Прошло еще немного времени, и я понял, что не слышу шепота Вайолет. Внизу, у мистера Боба, тоже было тихо. Обеспокоенный, я встал, приоткрыл дверь мастерской и заглянул внутрь. Вайолет свернулась калачиком на полу рядом с Биллом. Ее голова лежала у него на груди, одну руку она просунула ему под спину, а другой обхватила за шею. Рядом с ним она казалась очень маленькой и живой, хотя лежала не шелохнувшись. За те несколько минут, что я сидел на лестнице, освещение изменилось. Еще можно было что-то разобрать, но свет ушел, и обе фигуры окутывал мрак. Виден был только профиль Билла и затылок Вайолет. Ее рука скользнула с его шеи вниз, по плечам. Она гладила его, гладила и раскачивалась всем корпусом, прижимаясь к массивному неподвижному телу мужа. Я стоял в дверях и смотрел.

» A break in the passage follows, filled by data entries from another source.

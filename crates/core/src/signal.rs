// SPDX-License-Identifier: BUSL-1.1
// Copyright (c) 2026 Alfred Jean LLC

//! Job-control signals used to freeze and thaw applications.

use serde::{Deserialize, Serialize};

/// The two POSIX job-control signals lull delivers.
#[derive(Debug, Clone, Copy, PartialEq, Eq, Hash, Serialize, Deserialize)]
#[serde(rename_all = "lowercase")]
pub enum SuspendSignal {
    /// SIGSTOP: freeze the process.
    Stop,
    /// SIGCONT: let a frozen process run again.
    Cont,
}

impl SuspendSignal {
    /// Signal for a "should this app sleep" decision.
    pub fn for_sleep(sleep: bool) -> Self {
        if sleep {
            Self::Stop
        } else {
            Self::Cont
        }
    }
}

crate::simple_display! {
    SuspendSignal {
        Stop => "SIGSTOP",
        Cont => "SIGCONT",
    }
}
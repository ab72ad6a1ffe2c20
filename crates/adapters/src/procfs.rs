// SPDX-License-Identifier: BUSL-1.1
// Copyright (c) 2026 Alfred Jean LLC

//! Process-tree discovery through procfs.
//!
//! Children are read from `/proc/<pid>/task/<tid>/children`, one file per
//! thread. A process that exits mid-walk simply stops contributing.

use std::collections::{HashSet, VecDeque};
use std::path::PathBuf;

use lull_core::Pid;

/// Read-only view of the process table.
pub trait ProcessTable: Send + Sync {
    fn exists(&self, pid: Pid) -> bool;

    /// Direct children of `pid` across all of its threads. Empty when the
    /// process is gone.
    fn children(&self, pid: Pid) -> Vec<Pid>;
}

/// [`ProcessTable`] backed by a procfs mount.
#[derive(Debug, Clone)]
pub struct ProcFs {
    root: PathBuf,
}

impl Default for ProcFs {
    fn default() -> Self {
        Self::new("/proc")
    }
}

impl ProcFs {
    pub fn new(root: impl Into<PathBuf>) -> Self {
        Self { root: root.into() }
    }

    fn task_ids(&self, pid: Pid) -> Vec<u32> {
        let Ok(entries) = std::fs::read_dir(self.root.join(pid.to_string()).join("task")) else {
            return Vec::new();
        };
        let mut tids: Vec<u32> = entries
            .filter_map(Result::ok)
            .filter_map(|entry| entry.file_name().to_str().and_then(|name| name.parse().ok()))
            .collect();
        tids.sort_unstable();
        tids
    }
}

impl ProcessTable for ProcFs {
    fn exists(&self, pid: Pid) -> bool {
        self.root.join(pid.to_string()).is_dir()
    }

    fn children(&self, pid: Pid) -> Vec<Pid> {
        let task_dir = self.root.join(pid.to_string()).join("task");
        let mut out = Vec::new();
        for tid in self.task_ids(pid) {
            let path = task_dir.join(tid.to_string()).join("children");
            match std::fs::read_to_string(&path) {
                Ok(contents) => {
                    out.extend(contents.split_whitespace().filter_map(|raw| raw.parse::<Pid>().ok()));
                }
                Err(e) => {
                    tracing::trace!(%pid, tid, error = %e, "task children unreadable");
                }
            }
        }
        out
    }
}

/// `root` followed by its descendants in breadth-first order, each pid once.
///
/// With `recurse == false` only `root`'s direct children are included.
/// A missing `root` yields an empty list.
pub fn descendants(table: &dyn ProcessTable, root: Pid, recurse: bool) -> Vec<Pid> {
    if !table.exists(root) {
        return Vec::new();
    }
    let mut seen = HashSet::from([root]);
    let mut found = vec![root];
    let mut queue = VecDeque::from([root]);

    while let Some(pid) = queue.pop_front() {
        for child in table.children(pid) {
            if !seen.insert(child) {
                continue;
            }
            found.push(child);
            if recurse {
                queue.push_back(child);
            }
        }
    }
    found
}

#[cfg(any(test, feature = "test-support"))]
mod fake {
    use std::collections::HashMap;

    use lull_core::Pid;
    use parking_lot::Mutex;

    use super::ProcessTable;

    /// In-memory process table. A pid exists once it has been added.
    #[derive(Default)]
    pub struct FakeProcessTable {
        children: Mutex<HashMap<Pid, Vec<Pid>>>,
    }

    impl FakeProcessTable {
        pub fn new() -> Self {
            Self::default()
        }

        /// Register `parent` (and each child) with the given children.
        pub fn add(&self, parent: u32, children: &[u32]) {
            let mut table = self.children.lock();
            for child in children {
                table.entry(Pid::new(*child)).or_default();
            }
            table.insert(Pid::new(parent), children.iter().copied().map(Pid::new).collect());
        }

        pub fn remove(&self, pid: u32) {
            self.children.lock().remove(&Pid::new(pid));
        }
    }

    impl ProcessTable for FakeProcessTable {
        fn exists(&self, pid: Pid) -> bool {
            self.children.lock().contains_key(&pid)
        }

        fn children(&self, pid: Pid) -> Vec<Pid> {
            self.children.lock().get(&pid).cloned().unwrap_or_default()
        }
    }
}

#[cfg(any(test, feature = "test-support"))]
pub use fake::FakeProcessTable;

#[cfg(test)]
#[path = "procfs_tests.rs"]
mod tests;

Сколько раз потом я корил себя за то, что стал свидетелем этих мгновений. Еще там, в мастерской, когда я видел их двоих на полу, осознание собственного одиночества сомкнулось вокруг меня, как запаянная стеклянная реторта. Я был человеком из коридора, наблюдавшим за финальной сценой, разыгрывающейся внутри комнаты, где я провел бесчисленные часы, но порога которой так и не посмел тогда переступить И все-таки я счастлив, что видел Вайолет, прильнувшую к Биллу в последние отведенные им минуты, и, наверное, тогда я тоже знал, что мне должно это видеть, поэтому не отводил глаз и не уходил на лестницу Я стоял в дверях и смотрел, пока не раздался звонок и не вошли двое молоденьких полицейских, прибывших исполнить свой долг — околачиваться в квартире покойного до прихода медэксперта, который констатирует смерть Билла и официально установит ее естественную причину.
Часть третья
Отец как-то рассказывал, как он однажды заблудился. Ему тогда едва исполнилось десять лет. У его родителей была дача в окрестностях Потсдама, и детей каждый год вывозили туда на все лето, поэтому леса, луга и холмы в округе отец знал как свои пять пальцев. Рассказывая мне эту историю, он специально подчеркнул, что в тот день они с братом поссорились. Давид, которому было тринадцать, завопил, что хочет побыть один, заперся в их общей комнате, а братишку выставил за дверь. После потасовки мой пышущий гневом и обидой отец один убежал в лес, но, поостыв, вдруг почувствовал, что ему там очень нравится. Он петлял между деревьями, искал следы зверей, слушал пение птиц — в общем, шел себе и шел, пока не понял, что представления не имеет, где находится. Тогда он повернул назад и попытался было найти дорогу по собственным следам, но не смог узнать ни единой полянки, ни единого валуна, ни единого дерева. В конце концов ему удалось выйти из леса. Он стоял на холме, а внизу расстилался луг и торчал чей-то дом. Он смотрел на сад возле дома, на автомобиль, ничего не узнавая. Прошло несколько секунд, прежде чем до него дошло, что это их дом, их сад и темно-синяя машина во дворе — тоже их. Вспоминая об этом ощущении, отец крутил головой и говорил, что запомнил его на всю жизнь. Он видел в нем одну из вечных загадок познания и разума. "Местность, которой нет на карте" — вот как он это назвал, а потом пустился в пространную лекцию о поражениях мозга, в результате которых больные не узнают никого и ничего.